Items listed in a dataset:
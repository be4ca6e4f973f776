//! Identity provider configuration.

use serde::{Deserialize, Serialize};
use std::time::Duration;

/// Default authority URL (can be overridden at compile time via OIDC_AUTHORITY).
pub const DEFAULT_AUTHORITY: &str = match option_env!("OIDC_AUTHORITY") {
    Some(url) => url,
    None => "http://localhost:8080/auth/realms/master",
};

/// Default client identifier (can be overridden at compile time via OIDC_CLIENT_ID).
pub const DEFAULT_CLIENT_ID: &str = match option_env!("OIDC_CLIENT_ID") {
    Some(id) => id,
    None => "glasskey-login",
};

const DEFAULT_REDIRECT_URI: &str = "http://localhost:3001";
const DEFAULT_RESPONSE_TYPE: &str = "id_token token";
const DEFAULT_SCOPE: &str = "openid email";
const DEFAULT_SILENT_REQUEST_TIMEOUT_MS: u64 = 10_000;
const DEFAULT_EXPIRING_LEAD_SECS: u64 = 60;

/// Fixed identity-provider configuration.
///
/// These values are configuration, not runtime-negotiable by the
/// orchestration core.
#[derive(Debug, Clone, Serialize, Deserialize)]
pub struct ProviderSettings {
    /// Authority (issuer) URL.
    #[serde(default = "default_authority")]
    pub authority: String,
    /// Registered client identifier.
    #[serde(default = "default_client_id")]
    pub client_id: String,
    /// Redirect URI for the full-page sign-in.
    #[serde(default = "default_redirect_uri")]
    pub redirect_uri: String,
    /// Redirect URI after sign-out.
    #[serde(default = "default_redirect_uri")]
    pub post_logout_redirect_uri: String,
    /// Redirect URI for the popup variant.
    #[serde(default = "default_redirect_uri")]
    pub popup_redirect_uri: String,
    /// Redirect URI for the silent (iframe) variant.
    #[serde(default = "default_redirect_uri")]
    pub silent_redirect_uri: String,
    /// OIDC response type.
    #[serde(default = "default_response_type")]
    pub response_type: String,
    /// Requested scopes.
    #[serde(default = "default_scope")]
    pub scope: String,
    /// Whether the client answers token-expiring events with a silent renew.
    #[serde(default = "default_true")]
    pub automatic_silent_renew: bool,
    /// Upper bound on a silent sign-in request.
    #[serde(default = "default_silent_timeout_ms")]
    pub silent_request_timeout_ms: u64,
    /// Lead time before expiry at which the expiring notification fires.
    #[serde(default = "default_expiring_lead_secs")]
    pub expiring_lead_secs: u64,
}

fn default_authority() -> String {
    DEFAULT_AUTHORITY.to_string()
}

fn default_client_id() -> String {
    DEFAULT_CLIENT_ID.to_string()
}

fn default_redirect_uri() -> String {
    DEFAULT_REDIRECT_URI.to_string()
}

fn default_response_type() -> String {
    DEFAULT_RESPONSE_TYPE.to_string()
}

fn default_scope() -> String {
    DEFAULT_SCOPE.to_string()
}

fn default_true() -> bool {
    true
}

fn default_silent_timeout_ms() -> u64 {
    DEFAULT_SILENT_REQUEST_TIMEOUT_MS
}

fn default_expiring_lead_secs() -> u64 {
    DEFAULT_EXPIRING_LEAD_SECS
}

impl Default for ProviderSettings {
    fn default() -> Self {
        Self {
            authority: default_authority(),
            client_id: default_client_id(),
            redirect_uri: default_redirect_uri(),
            post_logout_redirect_uri: default_redirect_uri(),
            popup_redirect_uri: default_redirect_uri(),
            silent_redirect_uri: default_redirect_uri(),
            response_type: default_response_type(),
            scope: default_scope(),
            automatic_silent_renew: true,
            silent_request_timeout_ms: DEFAULT_SILENT_REQUEST_TIMEOUT_MS,
            expiring_lead_secs: DEFAULT_EXPIRING_LEAD_SECS,
        }
    }
}

impl ProviderSettings {
    /// Silent-request timeout as a [`Duration`].
    pub fn silent_request_timeout(&self) -> Duration {
        Duration::from_millis(self.silent_request_timeout_ms)
    }

    /// Expiring-notification lead as a [`Duration`].
    pub fn expiring_lead(&self) -> Duration {
        Duration::from_secs(self.expiring_lead_secs)
    }
}

#[cfg(test)]
mod tests {
    use super::*;

    #[test]
    fn defaults_match_fixed_configuration() {
        let settings = ProviderSettings::default();
        assert_eq!(settings.response_type, "id_token token");
        assert_eq!(settings.scope, "openid email");
        assert!(settings.automatic_silent_renew);
        assert_eq!(settings.silent_request_timeout(), Duration::from_secs(10));
        assert_eq!(settings.expiring_lead(), Duration::from_secs(60));
    }

    #[test]
    fn partial_config_fills_in_defaults() {
        let settings: ProviderSettings = serde_json::from_str(
            r#"{"authority": "https://idp.example.com/realms/main", "client_id": "abc"}"#,
        )
        .unwrap();
        assert_eq!(settings.authority, "https://idp.example.com/realms/main");
        assert_eq!(settings.client_id, "abc");
        assert_eq!(settings.scope, "openid email");
    }
}
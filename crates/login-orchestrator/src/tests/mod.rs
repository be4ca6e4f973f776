mod post_login;
mod submission;
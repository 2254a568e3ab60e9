use std::collections::HashMap;

use serde::{Deserialize, Serialize};

use crate::error::SyncError;

const BASE_URL: &str = "https://www.bungie.net";
pub const MANIFEST_INFO_URL: &str = "https://www.bungie.net/Platform/Destiny2/Manifest/";

/// Locale selected from the remote content path map. Only one locale is
/// ever synced.
const LOCALE: &str = "en";

#[derive(Debug, Deserialize)]
struct RemoteManifestResponse {
    #[serde(rename = "Response")]
    response: RemoteManifestBody,
}

#[derive(Debug, Deserialize)]
struct RemoteManifestBody {
    version: String,
    #[serde(rename = "mobileWorldContentPaths")]
    mobile_world_content_paths: HashMap<String, String>,
}

/// Flat persisted record shape: `{"version": ..., "url": ...}`.
#[derive(Debug, Serialize, Deserialize)]
struct LocalRecord {
    version: String,
    url: String,
}

/// Version + download URL identifying one snapshot of the remote manifest.
///
/// Built fresh from the remote API on every run, or loaded from the
/// persisted record; both fields are always non-empty.
#[derive(Debug, Clone, PartialEq, Eq)]
pub struct ManifestInfo {
    pub version: String,
    pub url: String,
}

impl ManifestInfo {
    /// Parse the manifest-info endpoint response and resolve the absolute
    /// archive URL for the fixed locale.
    pub fn from_remote_response(body: &str) -> Result<Self, SyncError> {
        let parsed: RemoteManifestResponse = serde_json::from_str(body)
            .map_err(|e| SyncError::MalformedRemoteResponse(e.to_string()))?;

        let path = parsed
            .response
            .mobile_world_content_paths
            .get(LOCALE)
            .ok_or_else(|| {
                SyncError::MalformedRemoteResponse(format!(
                    "no content path for locale '{LOCALE}'"
                ))
            })?;

        Self::new(parsed.response.version, format!("{BASE_URL}{path}"))
            .map_err(SyncError::MalformedRemoteResponse)
    }

    /// Parse the flat persisted record.
    pub fn from_local_record(body: &str) -> Result<Self, SyncError> {
        let record: LocalRecord = serde_json::from_str(body)
            .map_err(|e| SyncError::MalformedLocalRecord(e.to_string()))?;
        Self::new(record.version, record.url).map_err(SyncError::MalformedLocalRecord)
    }

    /// Serialize to the flat persisted record shape.
    pub fn to_local_record(&self) -> Result<String, SyncError> {
        let record = LocalRecord {
            version: self.version.clone(),
            url: self.url.clone(),
        };
        serde_json::to_string(&record).map_err(|e| SyncError::StoreWrite(e.to_string()))
    }

    fn new(version: String, url: String) -> Result<Self, String> {
        if version.is_empty() {
            return Err("version is empty".into());
        }
        if url.is_empty() {
            return Err("url is empty".into());
        }
        Ok(Self { version, url })
    }
}

#[cfg(test)]
mod tests {
    use super::*;

    fn remote_body(version: &str, path: &str) -> String {
        format!(
            r#"{{"Response":{{"version":"{version}","mobileWorldContentPaths":{{"en":"{path}","fr":"/fr/path"}}}}}}"#
        )
    }

    #[test]
    fn parses_remote_response_with_base_url_prefix() {
        let body = remote_body("123.25.01", "/common/world_content.zip");
        let info = ManifestInfo::from_remote_response(&body).unwrap();
        assert_eq!(info.version, "123.25.01");
        assert_eq!(info.url, "https://www.bungie.net/common/world_content.zip");
    }

    #[test]
    fn rejects_remote_response_missing_locale() {
        let body = r#"{"Response":{"version":"1","mobileWorldContentPaths":{"de":"/p"}}}"#;
        let err = ManifestInfo::from_remote_response(body).unwrap_err();
        assert!(matches!(err, SyncError::MalformedRemoteResponse(_)));
    }

    #[test]
    fn rejects_remote_response_missing_keys() {
        let err = ManifestInfo::from_remote_response(r#"{"Response":{}}"#).unwrap_err();
        assert!(matches!(err, SyncError::MalformedRemoteResponse(_)));
    }

    #[test]
    fn rejects_remote_response_with_empty_version() {
        let body = remote_body("", "/p");
        let err = ManifestInfo::from_remote_response(&body).unwrap_err();
        assert!(matches!(err, SyncError::MalformedRemoteResponse(_)));
    }

    #[test]
    fn parses_local_record() {
        let info =
            ManifestInfo::from_local_record(r#"{"version":"9.8.7","url":"https://x/y.zip"}"#)
                .unwrap();
        assert_eq!(info.version, "9.8.7");
        assert_eq!(info.url, "https://x/y.zip");
    }

    #[test]
    fn rejects_local_record_missing_or_empty_fields() {
        for body in [r#"{"version":"1"}"#, r#"{"url":"u"}"#, r#"{"version":"","url":"u"}"#] {
            let err = ManifestInfo::from_local_record(body).unwrap_err();
            assert!(matches!(err, SyncError::MalformedLocalRecord(_)), "{body}");
        }
    }

    #[test]
    fn local_record_round_trips() {
        let info = ManifestInfo {
            version: "123.25.01".into(),
            url: "https://www.bungie.net/common/world_content.zip".into(),
        };
        let record = info.to_local_record().unwrap();
        assert_eq!(ManifestInfo::from_local_record(&record).unwrap(), info);
    }
}
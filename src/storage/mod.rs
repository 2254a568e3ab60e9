use std::path::{Path, PathBuf};

use log::{debug, info};
use tokio::fs;

use crate::error::SyncError;
use crate::manifest::ManifestInfo;

pub const MANIFEST_NAME: &str = "manifest.sqlite";
pub const INFO_NAME: &str = "manifest-info.json";

const MANIFEST_TMP: &str = "manifest.sqlite.tmp";
const INFO_TMP: &str = "manifest-info.json.tmp";

/// On-disk pair of (data file, descriptor file) representing the currently
/// installed manifest snapshot. Single-writer; concurrent installs against
/// the same directory are out of contract.
#[derive(Debug)]
pub struct ManifestStore {
    dir: PathBuf,
}

impl ManifestStore {
    /// Open a store over an existing directory. The directory is a caller
    /// precondition and is never created here.
    pub fn open(dir: impl AsRef<Path>) -> Result<Self, SyncError> {
        let dir = dir.as_ref();
        if !dir.is_dir() {
            return Err(SyncError::Precondition(dir.to_path_buf()));
        }
        Ok(Self {
            dir: dir.to_path_buf(),
        })
    }

    pub fn manifest_path(&self) -> PathBuf {
        self.dir.join(MANIFEST_NAME)
    }

    pub fn info_path(&self) -> PathBuf {
        self.dir.join(INFO_NAME)
    }

    /// Read the currently installed descriptor.
    ///
    /// `Ok(None)` when either the descriptor file or the data file is
    /// missing: a fresh install and a prior partial failure look the same
    /// and both force an update. A descriptor file that exists but cannot
    /// be parsed is `CorruptLocalState`, distinct from absent.
    pub async fn read_current(&self) -> Result<Option<ManifestInfo>, SyncError> {
        let info_path = self.info_path();
        let manifest_path = self.manifest_path();
        if !info_path.exists() || !manifest_path.exists() {
            debug!("store: no usable local state in {}", self.dir.display());
            return Ok(None);
        }

        let body = fs::read_to_string(&info_path)
            .await
            .map_err(SyncError::StoreRead)?;
        let info = ManifestInfo::from_local_record(&body)
            .map_err(|e| SyncError::CorruptLocalState(e.to_string()))?;
        Ok(Some(info))
    }

    /// Install a new payload and its descriptor as a unit.
    ///
    /// Both artifacts are staged under temp names in the store directory,
    /// then renamed into place, payload first. A reader sampling the data
    /// path at any instant sees either the old or the new content in full,
    /// and a failed install leaves the previous descriptor untouched with
    /// no temp files behind.
    pub async fn install(&self, payload: &[u8], info: &ManifestInfo) -> Result<(), SyncError> {
        let payload_tmp = self.dir.join(MANIFEST_TMP);
        let info_tmp = self.dir.join(INFO_TMP);

        let record = info.to_local_record()?;

        if let Err(e) = fs::write(&payload_tmp, payload).await {
            return Err(SyncError::StoreWrite(format!(
                "staging payload failed: {e}"
            )));
        }
        if let Err(e) = fs::write(&info_tmp, record.as_bytes()).await {
            let _ = fs::remove_file(&payload_tmp).await;
            return Err(SyncError::StoreWrite(format!(
                "staging descriptor failed: {e}"
            )));
        }

        if let Err(e) = fs::rename(&payload_tmp, self.manifest_path()).await {
            let _ = fs::remove_file(&payload_tmp).await;
            let _ = fs::remove_file(&info_tmp).await;
            return Err(SyncError::StoreWrite(format!(
                "installing payload failed: {e}"
            )));
        }
        if let Err(e) = fs::rename(&info_tmp, self.info_path()).await {
            let _ = fs::remove_file(&info_tmp).await;
            return Err(SyncError::StoreWrite(format!(
                "installing descriptor failed: {e}"
            )));
        }

        info!(
            "store: installed manifest version {} ({} bytes)",
            info.version,
            payload.len()
        );
        Ok(())
    }
}

#[cfg(test)]
mod tests {
    use tempfile::tempdir;

    use super::*;

    fn sample_info() -> ManifestInfo {
        ManifestInfo {
            version: "123.25.01".into(),
            url: "https://www.bungie.net/common/world_content.zip".into(),
        }
    }

    #[test]
    fn open_requires_existing_directory() {
        let dir = tempdir().unwrap();
        let missing = dir.path().join("nope");
        let err = ManifestStore::open(&missing).unwrap_err();
        assert!(matches!(err, SyncError::Precondition(_)));
    }

    #[tokio::test]
    async fn empty_directory_reads_as_absent() {
        let dir = tempdir().unwrap();
        let store = ManifestStore::open(dir.path()).unwrap();
        assert!(store.read_current().await.unwrap().is_none());
    }

    #[tokio::test]
    async fn descriptor_without_data_file_reads_as_absent() {
        let dir = tempdir().unwrap();
        let store = ManifestStore::open(dir.path()).unwrap();
        std::fs::write(store.info_path(), sample_info().to_local_record().unwrap()).unwrap();
        assert!(store.read_current().await.unwrap().is_none());
    }

    #[tokio::test]
    async fn data_file_without_descriptor_reads_as_absent() {
        let dir = tempdir().unwrap();
        let store = ManifestStore::open(dir.path()).unwrap();
        std::fs::write(store.manifest_path(), b"payload").unwrap();
        assert!(store.read_current().await.unwrap().is_none());
    }

    #[tokio::test]
    async fn malformed_descriptor_is_corrupt_not_absent() {
        let dir = tempdir().unwrap();
        let store = ManifestStore::open(dir.path()).unwrap();
        std::fs::write(store.manifest_path(), b"payload").unwrap();
        std::fs::write(store.info_path(), b"{not json").unwrap();
        let err = store.read_current().await.unwrap_err();
        assert!(matches!(err, SyncError::CorruptLocalState(_)));
    }

    #[tokio::test]
    async fn install_writes_both_artifacts_and_reads_back() {
        let dir = tempdir().unwrap();
        let store = ManifestStore::open(dir.path()).unwrap();
        let info = sample_info();

        store.install(b"sqlite bytes", &info).await.unwrap();

        assert_eq!(
            std::fs::read(store.manifest_path()).unwrap(),
            b"sqlite bytes"
        );
        assert_eq!(store.read_current().await.unwrap(), Some(info));
    }

    #[tokio::test]
    async fn install_replaces_previous_snapshot() {
        let dir = tempdir().unwrap();
        let store = ManifestStore::open(dir.path()).unwrap();
        store.install(b"old", &sample_info()).await.unwrap();

        let newer = ManifestInfo {
            version: "124.0.0".into(),
            url: "https://www.bungie.net/common/newer.zip".into(),
        };
        store.install(b"new", &newer).await.unwrap();

        assert_eq!(std::fs::read(store.manifest_path()).unwrap(), b"new");
        assert_eq!(store.read_current().await.unwrap(), Some(newer));
    }

    #[tokio::test]
    async fn install_leaves_no_temp_files() {
        let dir = tempdir().unwrap();
        let store = ManifestStore::open(dir.path()).unwrap();
        store.install(b"payload", &sample_info()).await.unwrap();

        let leftovers: Vec<_> = std::fs::read_dir(dir.path())
            .unwrap()
            .map(|e| e.unwrap().file_name().into_string().unwrap())
            .filter(|name| name.ends_with(".tmp"))
            .collect();
        assert!(leftovers.is_empty(), "{leftovers:?}");
    }
}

Task:
Only the lines above from the one with "silent (iframe) variant." up to and including the one with "expiring notification fires." should be repeated, exactly as written.

Output of the exercise:
    /// Redirect URI for the silent (iframe) variant.
    #[serde(default = "default_redirect_uri")]
    pub silent_redirect_uri: String,
    /// OIDC response type.
    #[serde(default = "default_response_type")]
    pub response_type: String,
    /// Requested scopes.
    #[serde(default = "default_scope")]
    pub scope: String,
    /// Whether the client answers token-expiring events with a silent renew.
    #[serde(default = "default_true")]
    pub automatic_silent_renew: bool,
    /// Upper bound on a silent sign-in request.
    #[serde(default = "default_silent_timeout_ms")]
    pub silent_request_timeout_ms: u64,
    /// Lead time before expiry at which the expiring notification fires.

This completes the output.